■ **EXERCISE**
Could you return the lines below exactly, from the first line up to and including the line that holds "use serde_json::json;"?

======== PROVIDED INFORMATION ========

/// Post handlers: listings, detail, create and edit
use crate::cache::IndexCache;
use crate::config::Config;
use crate::db::{comment_repo, follow_repo, group_repo, post_repo, user_repo};
use crate::error::{AppError, Result};
use crate::forms::{validate_post_form, FormErrors, PostDraft, RawPostForm};
use crate::middleware::{MaybeUser, UserId};
use crate::pagination::PageRequest;
use crate::render;
use actix_web::{web, HttpRequest, HttpResponse};
use serde_json::json;
use sqlx::PgPool;

use super::PageQuery;

/// All posts, newest first, paginated. The rendered payload of the default
/// page is served from the index cache until a post write clears it;
/// explicit `page` requests bypass the cache.
pub async fn index(
    pool: web::Data<PgPool>,
    cache: web::Data<IndexCache>,
    query: web::Query<PageQuery>,
) -> Result<HttpResponse> {
    let default_page = query.page.is_none();

    if default_page {
        if let Some(payload) = cache.get().await {
            return Ok(render::render_cached(payload));
        }
    }

    let total = post_repo::count_all(&pool).await?;
    let page_req = PageRequest::resolve(query.page.as_deref(), total);
    let posts = post_repo::list_recent(&pool, page_req.limit(), page_req.offset()).await?;
    let page = page_req.into_page(posts);

    let context = json!({
        "title": "Latest updates on the site",
        "page_obj": page,
    });
    let payload = render::render_payload("posts/index.html", &context);

    if default_page {
        cache.put(&payload).await;
    }

    Ok(render::render_cached(payload))
}

/// A group's posts, paginated. 404 on unknown slug.
pub async fn group_posts(
    pool: web::Data<PgPool>,
    slug: web::Path<String>,
    query: web::Query<PageQuery>,
) -> Result<HttpResponse> {
    let group = group_repo::find_by_slug(&pool, &slug)
        .await?
        .ok_or_else(|| AppError::NotFound(format!("group '{}'", slug)))?;

    let total = post_repo::count_by_group(&pool, group.id).await?;
    let page_req = PageRequest::resolve(query.page.as_deref(), total);
    let posts =
        post_repo::list_by_group(&pool, group.id, page_req.limit(), page_req.offset()).await?;

    let context = json!({
        "title": format!("Posts of community {}", group),
        "group": group,
        "page_obj": page_req.into_page(posts),
    });

    Ok(render::render_page("posts/group_list.html", &context))
}

/// An author's profile: their posts plus whether the viewer follows them.
/// The flag is false for anonymous viewers. 404 on unknown username.
pub async fn profile(
    pool: web::Data<PgPool>,
    username: web::Path<String>,
    query: web::Query<PageQuery>,
    viewer: MaybeUser,
) -> Result<HttpResponse> {
    let author = user_repo::find_by_username(&pool, &username)
        .await?
        .ok_or_else(|| AppError::NotFound(format!("user '{}'", username)))?;

    let following = match viewer.0 {
        Some(UserId(viewer_id)) => follow_repo::exists(&pool, viewer_id, author.id).await?,
        None => false,
    };

    let total = post_repo::count_by_author(&pool, author.id).await?;
    let page_req = PageRequest::resolve(query.page.as_deref(), total);
    let posts =
        post_repo::list_by_author(&pool, author.id, page_req.limit(), page_req.offset()).await?;

    let context = json!({
        "title": format!("Profile of user {}", author.username),
        "author": author,
        "following": following,
        "page_obj": page_req.into_page(posts),
    });

    Ok(render::render_page("posts/profile.html", &context))
}

/// A single post with its comments (insertion order) and an empty comment
/// form. 404 on unknown id.
pub async fn post_detail(pool: web::Data<PgPool>, post_id: web::Path<i64>) -> Result<HttpResponse> {
    let post = post_repo::find_with_related(&pool, *post_id)
        .await?
        .ok_or_else(|| AppError::NotFound(format!("post {}", post_id)))?;

    let comments = comment_repo::list_for_post(&pool, post.id).await?;
    let title_preview: String = post.text.chars().take(30).collect();

    let context = json!({
        "title": format!("Post {}", title_preview),
        "post": post,
        "comments": comments,
        "comment_form": empty_comment_form(),
    });

    Ok(render::render_page("posts/post_detail.html", &context))
}

/// GET half of post creation: the empty form, behind the login redirect.
pub async fn post_create_form(
    config: web::Data<Config>,
    viewer: MaybeUser,
    req: HttpRequest,
) -> Result<HttpResponse> {
    if viewer.0.is_none() {
        return Ok(render::login_redirect(&config.app.login_url, req.path()));
    }

    let context = json!({ "form": empty_post_form() });
    Ok(render::render_page("posts/create_post.html", &context))
}

/// POST half of post creation. On success: persist with the viewer as
/// author, clear the index cache, redirect to the viewer's profile. On
/// validation failure: re-render the form with field errors.
pub async fn post_create_submit(
    pool: web::Data<PgPool>,
    cache: web::Data<IndexCache>,
    config: web::Data<Config>,
    viewer: MaybeUser,
    req: HttpRequest,
    body: web::Bytes,
) -> Result<HttpResponse> {
    let UserId(viewer_id) = match viewer.0 {
        Some(id) => id,
        None => return Ok(render::login_redirect(&config.app.login_url, req.path())),
    };

    let form: RawPostForm = super::parse_form(&body);
    let draft = match validated_draft(&pool, &form).await? {
        Ok(draft) => draft,
        Err(errors) => return Ok(render_post_form(&form, &errors, false)),
    };

    post_repo::create_post(
        &pool,
        viewer_id,
        &draft.text,
        draft.group_id,
        draft.image.as_deref(),
    )
    .await?;

    cache.invalidate().await?;

    let author = user_repo::find_by_id(&pool, viewer_id)
        .await?
        .ok_or_else(|| AppError::Internal(format!("authenticated user {} missing", viewer_id)))?;

    Ok(render::redirect(&format!("/profile/{}/", author.username)))
}

/// GET half of post editing. Only the author may edit; anyone else is
/// silently redirected to the detail page.
pub async fn post_edit_form(
    pool: web::Data<PgPool>,
    config: web::Data<Config>,
    post_id: web::Path<i64>,
    viewer: MaybeUser,
    req: HttpRequest,
) -> Result<HttpResponse> {
    let UserId(viewer_id) = match viewer.0 {
        Some(id) => id,
        None => return Ok(render::login_redirect(&config.app.login_url, req.path())),
    };

    let post = post_repo::find_post_by_id(&pool, *post_id)
        .await?
        .ok_or_else(|| AppError::NotFound(format!("post {}", post_id)))?;

    if post.author_id != viewer_id {
        return Ok(render::redirect(&format!("/posts/{}/", post.id)));
    }

    let context = json!({
        "form": {
            "values": {
                "text": post.text,
                "group": post.group_id.map(|id| id.to_string()),
                "image": post.image,
            },
            "errors": FormErrors::default(),
        },
        "post_id": post.id,
        "is_edit": true,
    });

    Ok(render::render_page("posts/create_post.html", &context))
}

/// POST half of post editing. Updates text/group/image only; `pub_date`
/// never changes. Clears the index cache on success.
pub async fn post_edit_submit(
    pool: web::Data<PgPool>,
    cache: web::Data<IndexCache>,
    config: web::Data<Config>,
    post_id: web::Path<i64>,
    viewer: MaybeUser,
    req: HttpRequest,
    body: web::Bytes,
) -> Result<HttpResponse> {
    let UserId(viewer_id) = match viewer.0 {
        Some(id) => id,
        None => return Ok(render::login_redirect(&config.app.login_url, req.path())),
    };

    let post = post_repo::find_post_by_id(&pool, *post_id)
        .await?
        .ok_or_else(|| AppError::NotFound(format!("post {}", post_id)))?;

    if post.author_id != viewer_id {
        return Ok(render::redirect(&format!("/posts/{}/", post.id)));
    }

    let form: RawPostForm = super::parse_form(&body);
    let draft = match validated_draft(&pool, &form).await? {
        Ok(draft) => draft,
        Err(errors) => return Ok(render_post_form(&form, &errors, true)),
    };

    post_repo::update_post(
        &pool,
        post.id,
        &draft.text,
        draft.group_id,
        draft.image.as_deref(),
    )
    .await?;

    cache.invalidate().await?;

    Ok(render::redirect(&format!("/posts/{}/", post.id)))
}

/// Run the pure form validation, then fold a dangling group reference into
/// the same field-error shape.
async fn validated_draft(
    pool: &PgPool,
    form: &RawPostForm,
) -> Result<std::result::Result<PostDraft, FormErrors>> {
    let draft = match validate_post_form(form) {
        Ok(draft) => draft,
        Err(errors) => return Ok(Err(errors)),
    };

    if let Some(group_id) = draft.group_id {
        if !group_repo::exists(pool, group_id).await? {
            let mut errors = FormErrors::default();
            errors.add("group", "Select a valid group.");
            return Ok(Err(errors));
        }
    }

    Ok(Ok(draft))
}

fn render_post_form(form: &RawPostForm, errors: &FormErrors, is_edit: bool) -> HttpResponse {
    let context = json!({
        "form": {
            "values": {
                "text": form.text.as_deref(),
                "group": form.group.as_deref(),
                "image": form.image.as_deref(),
            },
            "errors": errors,
        },
        "is_edit": is_edit,
    });

    render::render_page("posts/create_post.html", &context)
}

fn empty_post_form() -> serde_json::Value {
    json!({
        "values": { "text": "", "group": null, "image": null },
        "errors": FormErrors::default(),
    })
}

fn empty_comment_form() -> serde_json::Value {
    json!({
        "values": { "text": "" },
        "errors": FormErrors::default(),
    })
}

========

■ **ANSWER FOR THE TASK**
/// Post handlers: listings, detail, create and edit
use crate::cache::IndexCache;
use crate::config::Config;
use crate::db::{comment_repo, follow_repo, group_repo, post_repo, user_repo};
use crate::error::{AppError, Result};
use crate::forms::{validate_post_form, FormErrors, PostDraft, RawPostForm};
use crate::middleware::{MaybeUser, UserId};
use crate::pagination::PageRequest;
use crate::render;
use actix_web::{web, HttpRequest, HttpResponse};
use serde_json::json;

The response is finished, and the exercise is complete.